A Masterpiece by a Nobel Winner: Sigrid Undset’s “Olav Audunssøn”

The Nobel Prize-winning Norwegian writer Sigrid Undset is one of my favorite novelists–to the point that I tried to teach myself Norwegian after I read  Kristin Lavransdatter. Set in medieval Norway, this fascinating trilogy focuses on the struggles of willful, beautiful Kristin, who dumps her betrothed to marry Erlend Nikulaussøn, a charming but irresponsible knight with a bad reputation, whose neglected estate she must manage, along with yearly pregnancies and one handicapped child, and the consequences of Erlend’s radical politics (he goes to prison).


I am also a huge fan of Undset’s Olav Audunssøn, previously translated as The Master of Hestviken, a brilliant tetralogy set in medieval Norway. Somehow, this classic has been forgotten, while Kristin’s fans remain manifold.  And so I was delighted to learn that the first three volumes have been published by The University of Minnesota Press, in new translations by the award-winning Tina Nunnally.

An old set of The Master Of Hestviken, translated by Arthur G. Chatar

I personally also adore Arthur G. Chater’s original English translation of Olav Audunssøn, as The Master of Hestviken (1928-1930).  He does capture the sense of an older time,  using a more elaborate, archaic vocabulary and occasionally inserting a  “’tis.”  Nunnally’s style is plainer, more accessible to a younger generation.  And that is why we need new translations, of course,  so people will continue to want to read them, in language they appreciate. 

Let me start by reviewing Volume I of Olav Audunssøn: Vows. (In Chatar’s version, this is called The Axe.)


The graceful prose had me spellbound from the beginning to the end. Like The Wreath, the first volume of Kristin Lavransdatter, Undset’s Vows (Volume I of Olav Audunsson) delineates a tragic love affair.

Sigrid Undset

Olav and Ingunn Steinfinnsdatter are betrothed when they are children by their fathers–while their fathers are drunk. Is the betrothal real, or a joke? That is the question.  After Steinfinn Toresson’s death, the couple meets opposition to their match. Because they have had sex, they believe their relationship is a legal marriage. Ingunn’s relatives want her to make a better match.  Eventually the Bishop finds  witnesses to the betrothal and declares them married.  But an act of violence during a fight ends in Olav’s killing one of Ingunn’s kinsmen, and he goes into exile.

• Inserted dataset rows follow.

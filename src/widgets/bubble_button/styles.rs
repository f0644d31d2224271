//! Style properties derived from the button's animated values.
//!
//! Everything here is a pure function of progress and the touch offset; the
//! button recomputes it every frame instead of caching.

use crate::animation::Interpolation;
use crate::config::ButtonConfig;
use crate::transform::Transform;
use crate::widgets::{Color, Point};

/// Label color once the fill has covered the button
pub const PRESSED_LABEL: Color = Color::rgba(1.0, 1.0, 1.0, 1.0);

/// Resolved styles for one frame.
#[derive(Debug, Clone, Copy, PartialEq)]
pub struct ButtonStyles {
    /// Top-left of the unscaled fill circle
    pub fill_offset: Point,
    pub fill_scale: f32,
    pub fill_transform: Transform,
    pub label_color: Color,
    pub icon_color: Color,
}

/// Interpolation tables built once from the configuration.
#[derive(Debug, Clone)]
pub struct StyleTables {
    radius: f32,
    scale: Interpolation<f32>,
    label: Interpolation<Color>,
    icon: Interpolation<Color>,
}

impl StyleTables {
    pub fn new(config: &ButtonConfig) -> Self {
        // At full progress the circle spans the larger screen side, so it
        // covers the button wherever the touch landed.
        let full_scale = config.screen_size.max_side() / config.circle_diameter;
        Self {
            radius: config.circle_diameter / 2.0,
            scale: Interpolation::unit(0.0, full_scale),
            label: Interpolation::unit(config.theme.neutral, PRESSED_LABEL),
            icon: Interpolation::unit(config.theme.brand, config.theme.on_brand),
        }
    }

    pub fn fill_scale(&self, progress: f32) -> f32 {
        self.scale.evaluate(progress)
    }

    /// Move the circle to `offset`, then scale it about its own center.
    pub fn fill_transform(&self, offset: Point, progress: f32) -> Transform {
        Transform::translate(offset.x, offset.y).then(&Transform::scale_about(
            self.fill_scale(progress),
            self.radius,
            self.radius,
        ))
    }

    pub fn label_color(&self, progress: f32) -> Color {
        self.label.evaluate(progress)
    }

    pub fn icon_color(&self, progress: f32) -> Color {
        self.icon.evaluate(progress)
    }

    pub fn resolve(&self, offset: Point, wave: f32, tint: f32) -> ButtonStyles {
        ButtonStyles {
            fill_offset: offset,
            fill_scale: self.fill_scale(wave),
            fill_transform: self.fill_transform(offset, wave),
            label_color: self.label_color(tint),
            icon_color: self.icon_color(tint),
        }
    }
}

Olav has adventures abroad, while Ingunn suffers a brutally lonely ten years taking care of her grandmother on her aunt’s isolated estate. Ingunn goes nowhere, and sees no one.  She is loyal to Olav, but as an adult she suffers from his absence and wants to be married like other women. She becomes friendly with a young scribe who runs errands for a priest and has a baby. And   Undset writes about it without moralizing about the different standards for the sexes.


Christianity is an important factor in Undset’s work, and I am fascinated by her descriptions of the lives of the monks and well-educated priests, the feast days and the church services, and the structure Catholicism gives to people who suffer unforgettable and unforgivable sins wrought by themselves and others.
Olav Audunssøn is a masterpiece.

I look forward to reviewing the second volume, Providence, and the third volume, Crossroads, soon. (Or, in the Chatar translation, The Snake Pit and In the Wilderness.)

2 thoughts on “A Masterpiece by a Nobel Winner: Sigrid Undset’s “Olav Audunssøn””

  1. Undset is an astonishing writer because she constantly reminds you that “the past is a foreign country: they do things differently there” – and mediaeval Scandinavia is very foreign and different now – but the reasons they do what they do aren’t very different at all.

    1. The first time I read Kristen Lavarandatter I identified with her so closely that I WAS Kristen for a couple of days, despite the fact that I had never lived in a convent and had rendezvous with my boyfriend at a brothel. The medieval life-style elements are fascinating. Whenever we have a bad winter, I think of Undset’s books: it’s worse in medieval Scandinavia.